▶ **ASSIGNMENT**
Going through the entries below, count each line that holds "impl" and give only the total.

▶ **TASK INPUTS**
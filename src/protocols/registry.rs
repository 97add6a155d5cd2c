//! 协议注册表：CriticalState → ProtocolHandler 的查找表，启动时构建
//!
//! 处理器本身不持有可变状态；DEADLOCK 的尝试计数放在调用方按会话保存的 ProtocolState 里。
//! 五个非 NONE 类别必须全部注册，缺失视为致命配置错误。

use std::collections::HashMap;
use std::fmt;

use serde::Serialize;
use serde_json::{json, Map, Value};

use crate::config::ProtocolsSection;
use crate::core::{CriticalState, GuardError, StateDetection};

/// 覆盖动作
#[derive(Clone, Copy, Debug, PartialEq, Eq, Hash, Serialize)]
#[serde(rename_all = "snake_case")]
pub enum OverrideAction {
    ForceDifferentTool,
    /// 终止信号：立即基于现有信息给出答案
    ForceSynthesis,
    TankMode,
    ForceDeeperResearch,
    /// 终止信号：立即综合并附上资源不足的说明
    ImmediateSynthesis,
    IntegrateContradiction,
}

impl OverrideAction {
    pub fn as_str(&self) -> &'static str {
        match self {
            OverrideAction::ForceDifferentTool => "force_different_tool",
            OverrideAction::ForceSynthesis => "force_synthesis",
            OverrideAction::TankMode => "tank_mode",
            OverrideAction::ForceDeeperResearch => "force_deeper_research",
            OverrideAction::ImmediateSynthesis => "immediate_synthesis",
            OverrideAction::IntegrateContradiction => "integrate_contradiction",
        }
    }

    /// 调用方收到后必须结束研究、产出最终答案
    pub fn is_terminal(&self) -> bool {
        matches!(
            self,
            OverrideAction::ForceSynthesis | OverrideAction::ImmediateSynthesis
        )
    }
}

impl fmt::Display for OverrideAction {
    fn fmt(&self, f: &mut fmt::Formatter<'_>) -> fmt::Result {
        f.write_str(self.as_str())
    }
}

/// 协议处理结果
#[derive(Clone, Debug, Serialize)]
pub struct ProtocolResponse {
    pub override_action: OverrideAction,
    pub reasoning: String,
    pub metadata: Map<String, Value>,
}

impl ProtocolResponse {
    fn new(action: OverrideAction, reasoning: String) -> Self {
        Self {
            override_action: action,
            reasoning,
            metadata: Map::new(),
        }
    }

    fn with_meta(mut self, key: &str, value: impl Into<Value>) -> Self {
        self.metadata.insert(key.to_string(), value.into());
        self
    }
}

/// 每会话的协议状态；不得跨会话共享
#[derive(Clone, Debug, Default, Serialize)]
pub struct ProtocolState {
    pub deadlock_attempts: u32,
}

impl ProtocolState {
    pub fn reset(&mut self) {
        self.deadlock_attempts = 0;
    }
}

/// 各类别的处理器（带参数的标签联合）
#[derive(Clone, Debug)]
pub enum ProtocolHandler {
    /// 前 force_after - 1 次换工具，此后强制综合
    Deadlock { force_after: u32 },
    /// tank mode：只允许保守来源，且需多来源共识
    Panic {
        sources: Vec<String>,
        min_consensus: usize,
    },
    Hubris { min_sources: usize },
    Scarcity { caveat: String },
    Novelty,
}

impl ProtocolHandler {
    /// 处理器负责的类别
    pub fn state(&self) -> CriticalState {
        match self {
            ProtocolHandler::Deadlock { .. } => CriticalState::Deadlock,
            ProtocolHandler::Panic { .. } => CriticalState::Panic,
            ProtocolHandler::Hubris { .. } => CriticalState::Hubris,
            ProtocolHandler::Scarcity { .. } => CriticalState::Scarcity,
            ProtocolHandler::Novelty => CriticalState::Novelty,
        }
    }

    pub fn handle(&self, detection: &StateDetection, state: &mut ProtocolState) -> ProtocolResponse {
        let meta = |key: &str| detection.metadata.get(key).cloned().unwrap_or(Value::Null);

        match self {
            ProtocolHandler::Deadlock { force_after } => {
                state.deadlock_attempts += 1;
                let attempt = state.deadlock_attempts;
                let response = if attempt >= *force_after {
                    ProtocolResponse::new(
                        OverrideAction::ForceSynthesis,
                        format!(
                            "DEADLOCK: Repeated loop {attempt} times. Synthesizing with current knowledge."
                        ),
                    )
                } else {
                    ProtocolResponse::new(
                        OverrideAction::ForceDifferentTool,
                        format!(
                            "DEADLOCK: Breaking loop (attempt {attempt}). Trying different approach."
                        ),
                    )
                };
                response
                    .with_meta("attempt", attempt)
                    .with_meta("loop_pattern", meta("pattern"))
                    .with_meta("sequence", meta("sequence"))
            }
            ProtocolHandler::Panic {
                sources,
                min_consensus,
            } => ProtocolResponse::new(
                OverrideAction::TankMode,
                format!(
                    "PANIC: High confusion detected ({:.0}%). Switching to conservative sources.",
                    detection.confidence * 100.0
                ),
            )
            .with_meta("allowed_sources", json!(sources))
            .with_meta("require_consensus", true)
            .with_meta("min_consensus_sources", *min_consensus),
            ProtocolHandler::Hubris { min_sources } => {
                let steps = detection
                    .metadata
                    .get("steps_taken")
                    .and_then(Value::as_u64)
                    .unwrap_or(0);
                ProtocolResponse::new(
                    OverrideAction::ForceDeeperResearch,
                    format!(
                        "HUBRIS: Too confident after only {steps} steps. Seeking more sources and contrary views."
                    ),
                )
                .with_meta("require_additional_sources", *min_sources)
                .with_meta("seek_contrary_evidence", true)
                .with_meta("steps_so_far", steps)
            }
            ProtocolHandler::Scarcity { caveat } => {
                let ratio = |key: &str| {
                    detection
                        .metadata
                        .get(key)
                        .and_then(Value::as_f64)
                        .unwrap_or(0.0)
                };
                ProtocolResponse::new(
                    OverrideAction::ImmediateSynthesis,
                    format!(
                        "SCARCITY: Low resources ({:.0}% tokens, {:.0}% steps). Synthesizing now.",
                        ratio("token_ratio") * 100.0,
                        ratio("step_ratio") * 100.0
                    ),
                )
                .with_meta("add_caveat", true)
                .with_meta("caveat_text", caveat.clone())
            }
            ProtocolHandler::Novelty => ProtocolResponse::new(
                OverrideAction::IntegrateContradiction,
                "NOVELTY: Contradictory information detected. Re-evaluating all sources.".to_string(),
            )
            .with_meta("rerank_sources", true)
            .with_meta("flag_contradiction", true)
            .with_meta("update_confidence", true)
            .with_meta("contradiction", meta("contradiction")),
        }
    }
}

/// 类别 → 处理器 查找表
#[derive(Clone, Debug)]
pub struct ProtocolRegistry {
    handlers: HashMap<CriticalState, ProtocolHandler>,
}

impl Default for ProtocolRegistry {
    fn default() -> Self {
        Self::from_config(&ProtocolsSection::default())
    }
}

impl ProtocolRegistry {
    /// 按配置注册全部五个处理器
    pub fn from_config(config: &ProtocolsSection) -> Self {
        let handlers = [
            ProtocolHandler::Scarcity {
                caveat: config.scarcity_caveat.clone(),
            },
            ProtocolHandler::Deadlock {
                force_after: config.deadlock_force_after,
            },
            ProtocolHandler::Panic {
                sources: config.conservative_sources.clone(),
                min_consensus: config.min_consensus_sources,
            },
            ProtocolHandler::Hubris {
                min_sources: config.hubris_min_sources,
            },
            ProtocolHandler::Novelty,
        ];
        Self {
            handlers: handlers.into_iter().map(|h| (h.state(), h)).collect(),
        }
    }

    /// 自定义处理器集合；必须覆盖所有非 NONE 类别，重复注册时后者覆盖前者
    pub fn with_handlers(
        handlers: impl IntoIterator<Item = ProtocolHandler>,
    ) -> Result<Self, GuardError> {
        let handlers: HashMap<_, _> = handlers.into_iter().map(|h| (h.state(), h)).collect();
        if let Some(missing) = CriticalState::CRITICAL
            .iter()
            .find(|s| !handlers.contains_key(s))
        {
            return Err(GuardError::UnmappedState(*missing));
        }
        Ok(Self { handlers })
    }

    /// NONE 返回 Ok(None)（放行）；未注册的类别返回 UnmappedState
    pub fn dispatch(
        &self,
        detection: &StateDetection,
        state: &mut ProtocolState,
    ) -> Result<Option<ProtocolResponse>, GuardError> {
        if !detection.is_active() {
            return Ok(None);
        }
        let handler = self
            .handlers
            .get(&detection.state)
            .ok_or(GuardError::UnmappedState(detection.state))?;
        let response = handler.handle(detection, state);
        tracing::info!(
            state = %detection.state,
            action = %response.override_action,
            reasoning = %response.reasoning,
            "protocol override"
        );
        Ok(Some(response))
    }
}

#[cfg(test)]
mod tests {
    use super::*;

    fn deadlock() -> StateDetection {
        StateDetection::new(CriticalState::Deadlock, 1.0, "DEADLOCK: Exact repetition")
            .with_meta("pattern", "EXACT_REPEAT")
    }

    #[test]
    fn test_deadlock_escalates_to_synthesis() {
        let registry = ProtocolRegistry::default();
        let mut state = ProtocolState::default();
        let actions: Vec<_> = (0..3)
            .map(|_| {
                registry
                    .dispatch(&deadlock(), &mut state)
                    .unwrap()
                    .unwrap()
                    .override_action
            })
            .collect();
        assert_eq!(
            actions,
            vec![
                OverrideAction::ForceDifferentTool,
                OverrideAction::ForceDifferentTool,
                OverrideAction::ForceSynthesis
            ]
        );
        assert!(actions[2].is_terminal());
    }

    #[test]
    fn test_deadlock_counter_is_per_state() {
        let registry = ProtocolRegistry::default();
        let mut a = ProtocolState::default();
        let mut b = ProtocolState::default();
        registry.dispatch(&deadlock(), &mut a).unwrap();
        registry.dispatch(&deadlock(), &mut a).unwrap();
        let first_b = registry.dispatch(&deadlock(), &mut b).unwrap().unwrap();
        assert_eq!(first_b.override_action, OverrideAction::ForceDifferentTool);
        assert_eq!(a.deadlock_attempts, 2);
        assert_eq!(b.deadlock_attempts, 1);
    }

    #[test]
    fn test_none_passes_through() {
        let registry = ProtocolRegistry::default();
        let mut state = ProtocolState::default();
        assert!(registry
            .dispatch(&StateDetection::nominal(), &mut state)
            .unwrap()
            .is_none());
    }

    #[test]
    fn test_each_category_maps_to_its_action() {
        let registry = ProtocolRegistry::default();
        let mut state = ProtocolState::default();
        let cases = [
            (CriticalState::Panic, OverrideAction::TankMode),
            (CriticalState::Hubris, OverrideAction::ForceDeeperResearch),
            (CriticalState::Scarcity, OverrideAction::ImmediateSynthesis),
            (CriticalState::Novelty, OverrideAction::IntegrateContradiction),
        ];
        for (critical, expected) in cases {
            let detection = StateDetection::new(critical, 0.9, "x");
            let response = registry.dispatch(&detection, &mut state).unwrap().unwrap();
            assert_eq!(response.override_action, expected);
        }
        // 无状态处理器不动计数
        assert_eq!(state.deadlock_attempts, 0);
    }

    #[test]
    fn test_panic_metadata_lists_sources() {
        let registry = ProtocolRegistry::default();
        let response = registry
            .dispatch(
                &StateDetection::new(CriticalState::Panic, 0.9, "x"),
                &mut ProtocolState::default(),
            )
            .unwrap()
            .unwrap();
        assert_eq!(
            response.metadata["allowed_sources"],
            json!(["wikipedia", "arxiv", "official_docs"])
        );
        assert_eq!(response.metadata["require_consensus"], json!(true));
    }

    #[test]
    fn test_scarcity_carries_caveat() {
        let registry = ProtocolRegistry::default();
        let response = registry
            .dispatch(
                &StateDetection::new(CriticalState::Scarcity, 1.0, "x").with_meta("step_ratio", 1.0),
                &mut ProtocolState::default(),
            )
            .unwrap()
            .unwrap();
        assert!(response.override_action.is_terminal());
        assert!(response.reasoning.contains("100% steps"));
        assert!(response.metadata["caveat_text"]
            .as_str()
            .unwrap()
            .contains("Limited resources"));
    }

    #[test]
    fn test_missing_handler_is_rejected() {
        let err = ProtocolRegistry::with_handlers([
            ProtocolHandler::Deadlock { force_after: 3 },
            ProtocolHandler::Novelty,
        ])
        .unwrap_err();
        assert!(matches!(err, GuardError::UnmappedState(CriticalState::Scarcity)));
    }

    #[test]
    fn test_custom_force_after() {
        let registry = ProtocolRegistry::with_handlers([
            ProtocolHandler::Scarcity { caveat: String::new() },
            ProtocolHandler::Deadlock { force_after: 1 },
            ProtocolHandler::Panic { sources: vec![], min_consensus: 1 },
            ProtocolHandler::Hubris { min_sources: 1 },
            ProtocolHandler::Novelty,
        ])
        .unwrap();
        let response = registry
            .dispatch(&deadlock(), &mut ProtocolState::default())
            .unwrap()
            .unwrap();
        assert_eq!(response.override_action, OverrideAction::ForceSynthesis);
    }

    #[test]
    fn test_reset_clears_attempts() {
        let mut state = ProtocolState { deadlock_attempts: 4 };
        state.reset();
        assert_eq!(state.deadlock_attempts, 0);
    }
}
...
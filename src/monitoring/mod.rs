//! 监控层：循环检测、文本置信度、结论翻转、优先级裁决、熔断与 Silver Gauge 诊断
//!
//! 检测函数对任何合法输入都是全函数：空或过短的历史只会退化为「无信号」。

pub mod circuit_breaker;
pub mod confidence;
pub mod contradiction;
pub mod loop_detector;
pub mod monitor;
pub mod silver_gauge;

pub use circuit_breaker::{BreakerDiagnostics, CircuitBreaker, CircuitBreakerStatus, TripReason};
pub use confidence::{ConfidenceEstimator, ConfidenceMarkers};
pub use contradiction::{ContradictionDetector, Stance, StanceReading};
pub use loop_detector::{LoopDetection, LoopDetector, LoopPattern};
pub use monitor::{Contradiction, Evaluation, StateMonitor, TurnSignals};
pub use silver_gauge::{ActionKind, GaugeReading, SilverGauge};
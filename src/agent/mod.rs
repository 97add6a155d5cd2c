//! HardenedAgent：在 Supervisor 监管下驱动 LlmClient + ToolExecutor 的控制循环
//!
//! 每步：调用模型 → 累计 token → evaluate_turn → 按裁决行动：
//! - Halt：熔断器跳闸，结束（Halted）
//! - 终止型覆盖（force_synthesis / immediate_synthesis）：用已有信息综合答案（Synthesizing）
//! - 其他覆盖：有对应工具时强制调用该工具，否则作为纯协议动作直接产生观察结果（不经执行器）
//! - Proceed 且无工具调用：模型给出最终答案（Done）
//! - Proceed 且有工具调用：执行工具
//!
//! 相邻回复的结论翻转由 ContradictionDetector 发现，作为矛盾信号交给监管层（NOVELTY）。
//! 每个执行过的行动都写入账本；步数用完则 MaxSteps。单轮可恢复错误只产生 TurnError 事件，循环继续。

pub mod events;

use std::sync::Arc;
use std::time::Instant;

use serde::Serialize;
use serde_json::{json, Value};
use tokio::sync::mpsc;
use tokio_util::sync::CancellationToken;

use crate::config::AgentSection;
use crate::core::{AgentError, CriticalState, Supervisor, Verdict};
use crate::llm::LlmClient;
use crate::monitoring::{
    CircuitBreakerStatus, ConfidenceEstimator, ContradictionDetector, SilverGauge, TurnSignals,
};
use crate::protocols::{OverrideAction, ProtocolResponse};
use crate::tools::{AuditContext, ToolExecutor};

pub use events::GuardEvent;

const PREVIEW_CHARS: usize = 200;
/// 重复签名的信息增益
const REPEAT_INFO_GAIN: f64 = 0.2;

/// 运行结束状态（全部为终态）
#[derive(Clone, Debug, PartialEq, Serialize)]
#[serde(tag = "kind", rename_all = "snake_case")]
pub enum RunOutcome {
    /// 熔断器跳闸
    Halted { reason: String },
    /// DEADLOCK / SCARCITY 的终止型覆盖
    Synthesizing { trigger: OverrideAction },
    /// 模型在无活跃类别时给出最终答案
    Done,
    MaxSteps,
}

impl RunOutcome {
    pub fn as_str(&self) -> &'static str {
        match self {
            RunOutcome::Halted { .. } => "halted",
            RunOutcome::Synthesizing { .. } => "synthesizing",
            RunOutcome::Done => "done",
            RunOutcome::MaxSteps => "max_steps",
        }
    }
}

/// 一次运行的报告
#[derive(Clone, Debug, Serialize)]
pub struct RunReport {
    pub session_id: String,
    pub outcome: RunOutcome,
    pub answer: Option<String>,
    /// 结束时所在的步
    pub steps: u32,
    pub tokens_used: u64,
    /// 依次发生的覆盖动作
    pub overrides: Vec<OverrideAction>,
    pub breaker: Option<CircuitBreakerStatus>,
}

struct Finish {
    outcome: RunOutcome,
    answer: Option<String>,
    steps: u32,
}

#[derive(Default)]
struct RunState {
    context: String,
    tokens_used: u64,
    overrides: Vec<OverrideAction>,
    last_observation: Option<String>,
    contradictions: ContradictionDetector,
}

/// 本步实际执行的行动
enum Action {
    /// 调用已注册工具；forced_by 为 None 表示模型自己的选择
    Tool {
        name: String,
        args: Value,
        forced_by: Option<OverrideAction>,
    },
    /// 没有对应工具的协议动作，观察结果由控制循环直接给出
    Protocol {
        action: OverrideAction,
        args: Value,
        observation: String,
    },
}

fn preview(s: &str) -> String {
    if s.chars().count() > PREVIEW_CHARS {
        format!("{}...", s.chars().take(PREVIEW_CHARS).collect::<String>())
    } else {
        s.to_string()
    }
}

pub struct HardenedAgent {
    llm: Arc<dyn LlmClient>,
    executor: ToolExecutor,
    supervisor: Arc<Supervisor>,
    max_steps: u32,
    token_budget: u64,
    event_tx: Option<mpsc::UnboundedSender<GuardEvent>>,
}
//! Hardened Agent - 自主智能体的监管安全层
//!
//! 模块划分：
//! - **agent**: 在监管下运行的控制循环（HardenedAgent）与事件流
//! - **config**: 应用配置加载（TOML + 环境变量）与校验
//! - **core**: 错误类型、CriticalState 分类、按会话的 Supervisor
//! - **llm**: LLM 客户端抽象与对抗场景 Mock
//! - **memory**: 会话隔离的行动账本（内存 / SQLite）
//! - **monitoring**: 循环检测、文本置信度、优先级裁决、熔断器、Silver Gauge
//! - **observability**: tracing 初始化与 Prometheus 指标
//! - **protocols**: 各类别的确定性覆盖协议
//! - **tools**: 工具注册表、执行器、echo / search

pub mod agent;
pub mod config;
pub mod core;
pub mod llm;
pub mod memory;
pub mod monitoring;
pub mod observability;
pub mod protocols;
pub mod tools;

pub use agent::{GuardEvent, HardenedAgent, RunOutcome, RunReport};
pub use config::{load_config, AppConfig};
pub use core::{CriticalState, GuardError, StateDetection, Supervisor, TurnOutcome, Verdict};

▶ **ANSWER TO THIS TASK**
10